For the purposes of this research project, composed of simple review of charts and operative
notes as well as follow up for patient reported outcomes, a consent alteration is requested
(deferred consent). As the request for altered consent pertains to TCPS2 3.7A this research
project presents as no more than minimal risk to the participants, an alteration to the
consent requirement is unlikely to adversely affect the welfare of participants, and it may
be impractical (Government of Canada, 2018) to carry out a large scale follow up initiative
without an altered consent process. The altered consent process would compromise of deferred
consent so that initial contact to send consent forms can be achieved. In person consenting
would be impractical as the current hospital procedures for patient intake and during
hospital stay would be onerous to other departments as well as a burden to the small number
of research department staff. In regard to TCPS2 3.7B each postoperative contact email will
immediately notify potential participants of the research project and will have a link to the
consent form to ensure consent is obtained and ongoing. On each of the consent forms
potential participants will have the choice to be taken directly to the survey if they have
consented, decline to take part, or be provided with information to contact a research team
member. Potential participants can take as long as they want to decide about participation,
but the nature of the study focuses on data collection at specific postoperative intervals.
This research is not being done under medical emergencies or involving those with diminished
decision-making capacity (TCPS2 3.8-3.11).
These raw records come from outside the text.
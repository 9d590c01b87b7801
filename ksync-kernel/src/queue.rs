// SPDX-FileCopyrightText: 2025 ksync contributors
// SPDX-License-Identifier: GPL-3.0-or-later

//! Bounded FIFO message queue built on two kernel semaphores.
//!
//! `spaces` counts free slots and `items` filled ones. The ring itself sits
//! behind its own lock, so any number of producers and consumers may share
//! a queue.

use std::collections::VecDeque;
use std::fmt;
use std::sync::Arc;

use ksync_common::{Handle, KernelError, KernelResult, ThreadId, Timeout};
use parking_lot::Mutex;
use thiserror::Error;

use crate::kernel::KernelCore;
use crate::wait::WaitStatus;

#[derive(Debug, Clone, Copy, PartialEq, Eq, Error)]
pub enum QueueError {
    #[error("queue wait timed out")]
    Timeout,
    #[error(transparent)]
    Kernel(#[from] KernelError),
}

/// Failed enqueue; hands the message back to the caller.
pub struct EnqueueError<T> {
    pub error: QueueError,
    pub item: T,
}

impl<T> EnqueueError<T> {
    pub fn into_inner(self) -> T {
        self.item
    }
}

impl<T> fmt::Debug for EnqueueError<T> {
    fn fmt(&self, f: &mut fmt::Formatter<'_>) -> fmt::Result {
        f.debug_struct("EnqueueError")
            .field("error", &self.error)
            .finish_non_exhaustive()
    }
}

impl<T> fmt::Display for EnqueueError<T> {
    fn fmt(&self, f: &mut fmt::Formatter<'_>) -> fmt::Result {
        write!(f, "enqueue failed: {}", self.error)
    }
}

impl<T> std::error::Error for EnqueueError<T> {}

pub struct MessageQueue<T> {
    kernel: Arc<KernelCore>,
    spaces: Handle,
    items: Handle,
    ring: Mutex<VecDeque<T>>,
    capacity: usize,
}

impl<T> MessageQueue<T> {
    pub fn new(kernel: Arc<KernelCore>, capacity: usize) -> KernelResult<Self> {
        let slots = u32::try_from(capacity).map_err(|_| KernelError::InvalidArgument)?;
        if slots == 0 {
            return Err(KernelError::InvalidArgument);
        }
        let spaces = kernel.create_semaphore(slots)?;
        let items = match kernel.create_semaphore(0) {
            Ok(handle) => handle,
            Err(e) => {
                let _ = kernel.close_handle(spaces);
                return Err(e);
            }
        };
        Ok(Self {
            kernel,
            spaces,
            items,
            ring: Mutex::new(VecDeque::with_capacity(capacity)),
            capacity,
        })
    }

    /// Append `item`, waiting up to `timeout` for a free slot.
    pub fn enqueue(&self, tid: ThreadId, item: T, timeout: Timeout) -> Result<(), EnqueueError<T>> {
        let error = match self.kernel.wait_one(tid, self.spaces, timeout) {
            Ok(WaitStatus::Satisfied(_)) => None,
            Ok(WaitStatus::TimedOut) => Some(QueueError::Timeout),
            Err(e) => Some(QueueError::Kernel(e)),
        };
        if let Some(error) = error {
            return Err(EnqueueError { error, item });
        }

        // A consumer released by `items` takes the ring lock next, so it
        // only ever sees the ring after the push.
        let mut ring = self.ring.lock();
        if let Err(e) = self.kernel.release_semaphore(self.items, 1) {
            return Err(EnqueueError {
                error: e.into(),
                item,
            });
        }
        ring.push_back(item);
        Ok(())
    }

    /// Remove the oldest message, waiting up to `timeout` for one.
    pub fn dequeue(&self, tid: ThreadId, timeout: Timeout) -> Result<T, QueueError> {
        match self.kernel.wait_one(tid, self.items, timeout)? {
            WaitStatus::Satisfied(_) => {}
            WaitStatus::TimedOut => return Err(QueueError::Timeout),
        }
        let item = self
            .ring
            .lock()
            .pop_front()
            .ok_or(KernelError::InvalidState)?;
        self.kernel.release_semaphore(self.spaces, 1)?;
        Ok(item)
    }

    /// Messages currently queued.
    pub fn len(&self) -> usize {
        self.ring.lock().len()
    }

    pub fn is_empty(&self) -> bool {
        self.len() == 0
    }

    pub fn capacity(&self) -> usize {
        self.capacity
    }
}

impl<T> Drop for MessageQueue<T> {
    fn drop(&mut self) {
        let _ = self.kernel.close_handle(self.spaces);
        let _ = self.kernel.close_handle(self.items);
    }
}
macro_rules! body_accessor {
    ($name:ident, $variant:ident, $ty:ty) => {
        fn $name(&mut self, handle: Handle) -> KernelResult<(ObjectId, &mut $ty)> {
            let id = self.handles.lock(handle, ObjectKind::$variant)?;
            match &mut self.object_mut(id)?.body {
                ObjectBody::$variant(body) => Ok((id, body)),
                _ => Err(KernelError::InvalidState),
            }
        }
    };
}

impl KernelState {
    fn new(config: &KernelConfig, dispatcher: Option<Arc<dyn Dispatcher>>) -> Self {
        Self {
            now: 0,
            objects: ObjectArena::new(),
            handles: HandleTable::new(config.max_handles),
            threads: HashMap::new(),
            timers: TimerList::new(),
            tls: TlsAllocator::new(config.max_tls_slots),
            dispatcher,
            next_tid: 1,
        }
    }

    fn object_mut(&mut self, id: ObjectId) -> KernelResult<&mut KObject> {
        self.objects.get_mut(id).ok_or(KernelError::InvalidHandle)
    }

    fn thread_mut(&mut self, tid: ThreadId) -> KernelResult<&mut KThread> {
        self.threads
            .get_mut(&tid)
            .ok_or(KernelError::InvalidThread(tid))
    }

    body_accessor!(event_mut, Event, KEvent);
    body_accessor!(semaphore_mut, Semaphore, KSemaphore);
    body_accessor!(mutex_mut, Mutex, KMutex);
    body_accessor!(timer_object_mut, Timer, KTimer);

    /// Insert `object` and open the first handle to it.
    fn create_object(&mut self, object: KObject) -> KernelResult<(ObjectId, Handle)> {
        let kind = object.kind();
        let id = self.objects.insert(object);
        let handle = self.attach_handle(id, kind)?;
        Ok((id, handle))
    }

    /// Open the first handle to a freshly inserted object, discarding the
    /// object if the table is full.
    fn attach_handle(&mut self, id: ObjectId, kind: ObjectKind) -> KernelResult<Handle> {
        match self.handles.add(id, kind) {
            Ok(handle) => {
                if let Some(obj) = self.objects.get_mut(id) {
                    obj.handle_refs = 1;
                }
                debug!("created {} object, handle {}", kind, handle);
                Ok(handle)
            }
            Err(e) => {
                if let Some(obj) = self.objects.remove(id) {
                    if let ObjectBody::Timer(t) = obj.body {
                        self.timers.release(t.timer);
                    }
                }
                warn!("cannot create {} object: {}", kind, e);
                Err(e)
            }
        }
    }

    /// Drop one handle reference; the last one finalizes the object.
    fn drop_handle_ref(&mut self, id: ObjectId) -> KernelResult<()> {
        let obj = self.object_mut(id)?;
        if obj.handle_refs == 0 {
            warn!("closing object {:?} with no open handles", id);
            return Err(KernelError::InvalidHandle);
        }
        obj.handle_refs -= 1;
        if obj.handle_refs > 0 {
            return Ok(());
        }

        obj.closed = true;
        let kind = obj.kind();
        let timer = match &obj.body {
            ObjectBody::Timer(t) => Some(t.timer),
            _ => None,
        };
        debug!("finalizing {} object {:?}", kind, id);

        self.force_wake_all(id);
        if let Some(timer) = timer {
            self.timers.release(timer);
        }
        self.reclaim(id);
        Ok(())
    }

    /// Free the arena slot once nothing refers to the object any more. A
    /// reclaimed thread object takes its thread record with it.
    pub(crate) fn reclaim(&mut self, id: ObjectId) {
        if !self.objects.get(id).is_some_and(KObject::is_reclaimable) {
            return;
        }
        if let Some(obj) = self.objects.remove(id) {
            if let ObjectBody::Thread(t) = obj.body {
                self.threads.remove(&t.tid);
                debug!("thread {} reaped", t.tid);
            }
        }
    }

    fn resolve(&self, handles: &[Handle]) -> KernelResult<Vec<ObjectId>> {
        handles
            .iter()
            .map(|&h| self.handles.get(h).map(|entry| entry.object))
            .collect()
    }
}

/// The kernel object core: handle table, objects, threads, timers and TLS,
/// all behind one lock.
///
/// Kernel threads are driven by host threads. Calls that may block take
/// the caller's [`ThreadId`] and park the calling host thread until the
/// wait completes; everything else returns without blocking.
pub struct KernelCore {
    state: Mutex<KernelState>,
    config: KernelConfig,
}
// SPDX-FileCopyrightText: 2025 ksync contributors
// SPDX-License-Identifier: GPL-3.0-or-later

//! Recursive critical section with an atomic fast path.
//!
//! `lock_count` is -1 while free and counts contenders beyond the owner
//! otherwise. Only contended enters and leaves go through the kernel, via
//! an auto-reset event whose FIFO waiter list gives first-come service.

use std::sync::atomic::{AtomicI32, AtomicU32, AtomicU64, Ordering};
use std::sync::Arc;

use ksync_common::{Handle, KernelError, KernelResult, ThreadId, Timeout};
use log::warn;

use crate::kernel::KernelCore;
use crate::thread::ThreadState;

const NO_OWNER: u64 = 0;

pub struct CriticalSection {
    kernel: Arc<KernelCore>,
    lock_count: AtomicI32,
    owner: AtomicU64,
    recursion: AtomicU32,
    event: Handle,
}

impl CriticalSection {
    pub fn new(kernel: Arc<KernelCore>) -> KernelResult<Self> {
        let event = kernel.create_event(false, false)?;
        Ok(Self {
            kernel,
            lock_count: AtomicI32::new(-1),
            owner: AtomicU64::new(NO_OWNER),
            recursion: AtomicU32::new(0),
            event,
        })
    }

    /// Enter, blocking while another thread holds the section.
    pub fn enter(&self, tid: ThreadId) -> KernelResult<()> {
        if self.owner.load(Ordering::Acquire) == tid {
            self.recursion.fetch_add(1, Ordering::Relaxed);
            return Ok(());
        }
        // A contender must be able to wait before it joins the count, or a
        // leave could signal the event for nobody.
        match self.kernel.thread_state(tid) {
            Some(ThreadState::Running) => {}
            Some(_) => return Err(KernelError::InvalidState),
            None => return Err(KernelError::InvalidThread(tid)),
        }
        if self.lock_count.fetch_add(1, Ordering::AcqRel) >= 0 {
            if let Err(e) = self.kernel.wait_one(tid, self.event, Timeout::Infinite) {
                self.lock_count.fetch_sub(1, Ordering::AcqRel);
                return Err(e);
            }
        }
        self.take(tid);
        Ok(())
    }

    /// Enter only if that needs no wait.
    pub fn try_enter(&self, tid: ThreadId) -> bool {
        if self.owner.load(Ordering::Acquire) == tid {
            self.recursion.fetch_add(1, Ordering::Relaxed);
            return true;
        }
        if self
            .lock_count
            .compare_exchange(-1, 0, Ordering::AcqRel, Ordering::Acquire)
            .is_err()
        {
            return false;
        }
        self.take(tid);
        true
    }

    /// Leave one level. The last leave hands the section to the oldest
    /// blocked contender, if any.
    pub fn leave(&self, tid: ThreadId) -> KernelResult<()> {
        if self.owner.load(Ordering::Acquire) != tid {
            warn!("thread {} left a critical section it does not own", tid);
            return Err(KernelError::NotOwner);
        }
        if self.recursion.fetch_sub(1, Ordering::Relaxed) > 1 {
            return Ok(());
        }
        self.owner.store(NO_OWNER, Ordering::Release);
        // Pre-decrement value >= 1: someone else is in line.
        if self.lock_count.fetch_sub(1, Ordering::AcqRel) >= 1 {
            self.kernel.set_event(self.event)?;
        }
        Ok(())
    }

    pub fn owner(&self) -> Option<ThreadId> {
        match self.owner.load(Ordering::Acquire) {
            NO_OWNER => None,
            tid => Some(tid),
        }
    }

    /// Nesting depth of the current owner, 0 when free.
    pub fn recursion(&self) -> u32 {
        self.recursion.load(Ordering::Relaxed)
    }

    fn take(&self, tid: ThreadId) {
        self.recursion.store(1, Ordering::Relaxed);
        self.owner.store(tid, Ordering::Release);
    }
}

impl Drop for CriticalSection {
    fn drop(&mut self) {
        let _ = self.kernel.close_handle(self.event);
    }
}
use crate::model::HealthResponse;
use crate::state::AppState;
use axum::extract::State;
use axum::Json;

pub async fn health_handler(State(state): State<AppState>) -> Json<HealthResponse> {
    let snapshot = state.registry().snapshot();
    Json(HealthResponse {
        status: "ok",
        registry_loaded: snapshot.is_loaded(),
        links: snapshot.len(),
    })
}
In regard to PHIPA, this research project will be
submitted to an ethics board and researchers will comply with the outlined compliance in
section 44. In order to ensure potential participants meet the criteria for follow up (have
an email address) and to send a consent form, we require personal information without direct
consent, but will obtain consent prior to the collection of all additional information which
was not provided in the automated report. Potential participants will be informed about the
opportunity to withdraw at any time. By doing so potential participants can refuse to
participate or request additional contact/information by research personnel. Steps are taken
to safeguard personal health information by password protection and safe storage.
Overlap with other projects is a concern as we aim to have multiple studies running. However,
there will be additional populations under review in this project (all hernia types and
recurrences) and this project is specifically aimed to pilot a systemic follow up program.
Standard follow up procedures and concurrent research participation can be routine practices.
Participants will be able to withdraw from participation at any time as well as decline to
participate.
Duration of Study:
The study is estimated to take 5-6 years from the beginning of data collection until
finishing the write up of results. Recruitment/enrollment will take 6-12 months, follow up
will take 5 years from last enrolled participant, and data analysis and study write up will
take 5 months. The time it takes for publication is not taken into consideration. Duration of
participant participation is dependent on which and how many follow up surveys are completed.
It is estimated to take 5 minutes for consent form review (multiplied by 4 consent forms),
3-5 minutes for the 30-40 day postoperative survey, 3 minutes for the 1-year postoperative
survey, and 4 minutes for 3- and 5-year postoperative surveys (2 minutes each). The surveys
are sent to patients 30-40 days, 1-year, 3-years, and 5-years after surgery. There will only
be a follow up phone call reminder for those who don't complete and respond yes to being
contacted in regard to the infection questions at the 30-40 day postoperative survey.